**WORK TO COMPLETE:** Copy every record exactly as it appears in the data below.

**DATA:**
○ ○ ○ ○ ○ ○ ○

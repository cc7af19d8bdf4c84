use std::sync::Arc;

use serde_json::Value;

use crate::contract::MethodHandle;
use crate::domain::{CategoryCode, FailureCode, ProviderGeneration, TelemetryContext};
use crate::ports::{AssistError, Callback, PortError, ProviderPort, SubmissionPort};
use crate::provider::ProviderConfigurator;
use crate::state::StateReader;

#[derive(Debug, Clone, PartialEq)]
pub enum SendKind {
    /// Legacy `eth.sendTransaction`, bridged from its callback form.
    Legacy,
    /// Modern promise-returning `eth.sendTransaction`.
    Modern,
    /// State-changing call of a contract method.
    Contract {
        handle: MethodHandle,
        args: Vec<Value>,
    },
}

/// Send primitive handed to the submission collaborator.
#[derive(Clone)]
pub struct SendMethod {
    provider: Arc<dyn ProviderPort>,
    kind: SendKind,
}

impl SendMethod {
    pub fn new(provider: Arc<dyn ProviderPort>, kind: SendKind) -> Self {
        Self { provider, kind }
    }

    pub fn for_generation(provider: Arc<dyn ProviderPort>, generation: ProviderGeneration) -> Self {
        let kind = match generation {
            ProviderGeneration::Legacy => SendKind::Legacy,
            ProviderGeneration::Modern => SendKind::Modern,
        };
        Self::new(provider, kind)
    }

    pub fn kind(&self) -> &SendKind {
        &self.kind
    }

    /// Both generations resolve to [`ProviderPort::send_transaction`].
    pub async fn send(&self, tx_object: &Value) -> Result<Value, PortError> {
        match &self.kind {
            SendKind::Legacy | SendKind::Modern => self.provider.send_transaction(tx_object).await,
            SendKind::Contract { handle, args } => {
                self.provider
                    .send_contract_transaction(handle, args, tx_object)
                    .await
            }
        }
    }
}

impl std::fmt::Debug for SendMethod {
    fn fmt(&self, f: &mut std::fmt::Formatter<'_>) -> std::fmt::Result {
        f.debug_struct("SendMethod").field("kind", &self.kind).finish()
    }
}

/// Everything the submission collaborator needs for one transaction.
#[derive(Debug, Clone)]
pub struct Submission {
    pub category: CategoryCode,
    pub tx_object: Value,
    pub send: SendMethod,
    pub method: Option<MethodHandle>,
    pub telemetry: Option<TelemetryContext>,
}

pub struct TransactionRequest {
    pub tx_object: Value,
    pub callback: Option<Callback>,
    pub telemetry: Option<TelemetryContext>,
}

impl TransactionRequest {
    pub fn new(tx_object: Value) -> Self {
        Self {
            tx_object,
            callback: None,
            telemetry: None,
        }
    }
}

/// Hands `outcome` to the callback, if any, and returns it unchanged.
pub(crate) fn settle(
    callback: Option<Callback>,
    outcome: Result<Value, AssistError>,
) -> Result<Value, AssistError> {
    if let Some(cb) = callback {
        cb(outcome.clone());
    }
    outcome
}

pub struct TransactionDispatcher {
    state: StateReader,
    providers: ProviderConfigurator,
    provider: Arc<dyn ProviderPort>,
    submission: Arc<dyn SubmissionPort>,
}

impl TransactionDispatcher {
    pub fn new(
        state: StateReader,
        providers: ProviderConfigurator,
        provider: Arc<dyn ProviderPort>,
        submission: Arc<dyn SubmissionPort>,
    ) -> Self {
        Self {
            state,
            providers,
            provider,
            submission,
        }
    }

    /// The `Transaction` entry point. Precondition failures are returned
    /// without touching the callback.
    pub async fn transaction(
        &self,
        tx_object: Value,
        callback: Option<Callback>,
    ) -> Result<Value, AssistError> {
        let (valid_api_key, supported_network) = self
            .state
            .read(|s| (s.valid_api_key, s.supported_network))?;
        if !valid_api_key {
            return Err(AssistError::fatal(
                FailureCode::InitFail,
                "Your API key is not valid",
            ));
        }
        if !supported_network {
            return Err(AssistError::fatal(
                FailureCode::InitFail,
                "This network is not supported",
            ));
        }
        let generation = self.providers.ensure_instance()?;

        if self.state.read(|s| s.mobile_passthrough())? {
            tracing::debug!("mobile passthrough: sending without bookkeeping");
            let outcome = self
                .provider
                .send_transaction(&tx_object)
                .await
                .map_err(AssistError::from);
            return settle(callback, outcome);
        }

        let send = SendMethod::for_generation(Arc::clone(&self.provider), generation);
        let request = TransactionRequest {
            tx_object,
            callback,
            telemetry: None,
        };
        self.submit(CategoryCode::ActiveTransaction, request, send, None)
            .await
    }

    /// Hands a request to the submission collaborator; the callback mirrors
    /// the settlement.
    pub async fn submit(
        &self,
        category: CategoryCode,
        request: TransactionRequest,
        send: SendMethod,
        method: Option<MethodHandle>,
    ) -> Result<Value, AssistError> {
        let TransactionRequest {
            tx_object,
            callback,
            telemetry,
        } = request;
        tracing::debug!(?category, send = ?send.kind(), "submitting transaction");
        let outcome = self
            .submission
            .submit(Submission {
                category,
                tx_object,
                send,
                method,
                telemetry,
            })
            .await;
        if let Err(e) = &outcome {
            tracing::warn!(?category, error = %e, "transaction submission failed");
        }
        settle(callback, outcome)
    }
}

○ ○ ○ ○ ○ ○ ○

**RESPONSE TO THIS EXERCISE:**
repository cc7af19d8bdf4c84
use std::sync::Arc;

use serde_json::Value;

use crate::contract::MethodHandle;
use crate::domain::{CategoryCode, FailureCode, ProviderGeneration, TelemetryContext};
use crate::ports::{AssistError, Callback, PortError, ProviderPort, SubmissionPort};
use crate::provider::ProviderConfigurator;
use crate::state::StateReader;

#[derive(Debug, Clone, PartialEq)]
pub enum SendKind {
    /// Legacy `eth.sendTransaction`, bridged from its callback form.
    Legacy,
    /// Modern promise-returning `eth.sendTransaction`.
    Modern,
    /// State-changing call of a contract method.
    Contract {
        handle: MethodHandle,
        args: Vec<Value>,
    },
}

/// Send primitive handed to the submission collaborator.
#[derive(Clone)]
pub struct SendMethod {
    provider: Arc<dyn ProviderPort>,
    kind: SendKind,
}

impl SendMethod {
    pub fn new(provider: Arc<dyn ProviderPort>, kind: SendKind) -> Self {
        Self { provider, kind }
    }

    pub fn for_generation(provider: Arc<dyn ProviderPort>, generation: ProviderGeneration) -> Self {
        let kind = match generation {
            ProviderGeneration::Legacy => SendKind::Legacy,
            ProviderGeneration::Modern => SendKind::Modern,
        };
        Self::new(provider, kind)
    }

    pub fn kind(&self) -> &SendKind {
        &self.kind
    }

    /// Both generations resolve to [`ProviderPort::send_transaction`].
    pub async fn send(&self, tx_object: &Value) -> Result<Value, PortError> {
        match &self.kind {
            SendKind::Legacy | SendKind::Modern => self.provider.send_transaction(tx_object).await,
            SendKind::Contract { handle, args } => {
                self.provider
                    .send_contract_transaction(handle, args, tx_object)
                    .await
            }
        }
    }
}

impl std::fmt::Debug for SendMethod {
    fn fmt(&self, f: &mut std::fmt::Formatter<'_>) -> std::fmt::Result {
        f.debug_struct("SendMethod").field("kind", &self.kind).finish()
    }
}

/// Everything the submission collaborator needs for one transaction.
#[derive(Debug, Clone)]
pub struct Submission {
    pub category: CategoryCode,
    pub tx_object: Value,
    pub send: SendMethod,
    pub method: Option<MethodHandle>,
    pub telemetry: Option<TelemetryContext>,
}

pub struct TransactionRequest {
    pub tx_object: Value,
    pub callback: Option<Callback>,
    pub telemetry: Option<TelemetryContext>,
}

impl TransactionRequest {
    pub fn new(tx_object: Value) -> Self {
        Self {
            tx_object,
            callback: None,
            telemetry: None,
        }
    }
}

/// Hands `outcome` to the callback, if any, and returns it unchanged.
pub(crate) fn settle(
    callback: Option<Callback>,
    outcome: Result<Value, AssistError>,
) -> Result<Value, AssistError> {
    if let Some(cb) = callback {
        cb(outcome.clone());
    }
    outcome
}

pub struct TransactionDispatcher {
    state: StateReader,
    providers: ProviderConfigurator,
    provider: Arc<dyn ProviderPort>,
    submission: Arc<dyn SubmissionPort>,
}

impl TransactionDispatcher {
    pub fn new(
        state: StateReader,
        providers: ProviderConfigurator,
        provider: Arc<dyn ProviderPort>,
        submission: Arc<dyn SubmissionPort>,
    ) -> Self {
        Self {
            state,
            providers,
            provider,
            submission,
        }
    }

    /// The `Transaction` entry point. Precondition failures are returned
    /// without touching the callback.
    pub async fn transaction(
        &self,
        tx_object: Value,
        callback: Option<Callback>,
    ) -> Result<Value, AssistError> {
        let (valid_api_key, supported_network) = self
            .state
            .read(|s| (s.valid_api_key, s.supported_network))?;
        if !valid_api_key {
            return Err(AssistError::fatal(
                FailureCode::InitFail,
                "Your API key is not valid",
            ));
        }
        if !supported_network {
            return Err(AssistError::fatal(
                FailureCode::InitFail,
                "This network is not supported",
            ));
        }
        let generation = self.providers.ensure_instance()?;

        if self.state.read(|s| s.mobile_passthrough())? {
            tracing::debug!("mobile passthrough: sending without bookkeeping");
            let outcome = self
                .provider
                .send_transaction(&tx_object)
                .await
                .map_err(AssistError::from);
            return settle(callback, outcome);
        }

        let send = SendMethod::for_generation(Arc::clone(&self.provider), generation);
        let request = TransactionRequest {
            tx_object,
            callback,
            telemetry: None,
        };
        self.submit(CategoryCode::ActiveTransaction, request, send, None)
            .await
    }

    /// Hands a request to the submission collaborator; the callback mirrors
    /// the settlement.
    pub async fn submit(
        &self,
        category: CategoryCode,
        request: TransactionRequest,
        send: SendMethod,
        method: Option<MethodHandle>,
    ) -> Result<Value, AssistError> {
        let TransactionRequest {
            tx_object,
            callback,
            telemetry,
        } = request;
        tracing::debug!(?category, send = ?send.kind(), "submitting transaction");
        let outcome = self
            .submission
            .submit(Submission {
                category,
                tx_object,
                send,
                method,
                telemetry,
            })
            .await;
        if let Err(e) = &outcome {
            tracing::warn!(?category, error = %e, "transaction submission failed");
        }
        settle(callback, outcome)
    }
}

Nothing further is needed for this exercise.